▸ **Directions**: Find how many lines of the listing include the string "Result", and report only that figure.

▸ **Input records**:
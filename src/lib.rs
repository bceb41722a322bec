//! # Visited - persistent store of approximate locations
//!
//! Visited keeps a durable log of approximate latitude/longitude samples
//! ("visited locations") and answers rectangular range queries over them.
//!
//! Visited provides:
//! - SQLite-backed storage with a versioned, self-creating schema
//! - Single and batch inserts through a cached prepared statement
//! - Full retrieval and inclusive bounding-box queries
//! - A [`LocationProvider`] trait as the seam for callers needing persistence
//!
//! Schema upgrades are destructive: opening a database stamped with an older
//! version drops the table and recreates it. There is no migration path and
//! no export step; bump the version only when losing the stored rows is
//! acceptable.

pub mod config;
pub mod location;
pub mod provider;
pub mod storage;

// Re-exports for convenient access
pub use location::ApproximateLocation;
pub use provider::LocationProvider;
pub use storage::{DATABASE_PROVIDER, VisitedStore};

/// Result type alias for Visited operations
pub type Result<T> = std::result::Result<T, Error>;

/// Error types for Visited operations
#[derive(Debug, thiserror::Error)]
pub enum Error {
    #[error("Failed to open database at {}: {source}", path.display())]
    Open {
        path: std::path::PathBuf,
        #[source]
        source: rusqlite::Error,
    },

    #[error("Write failed: {0}")]
    Write(#[source] rusqlite::Error),

    #[error("Query failed: {0}")]
    Read(#[source] rusqlite::Error),

    #[error("Batch insert aborted after {committed} committed rows: {source}")]
    BatchAborted {
        committed: usize,
        #[source]
        source: rusqlite::Error,
    },

    #[error("IO error: {0}")]
    Io(#[from] std::io::Error),
}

▸ **Exercise response**: 2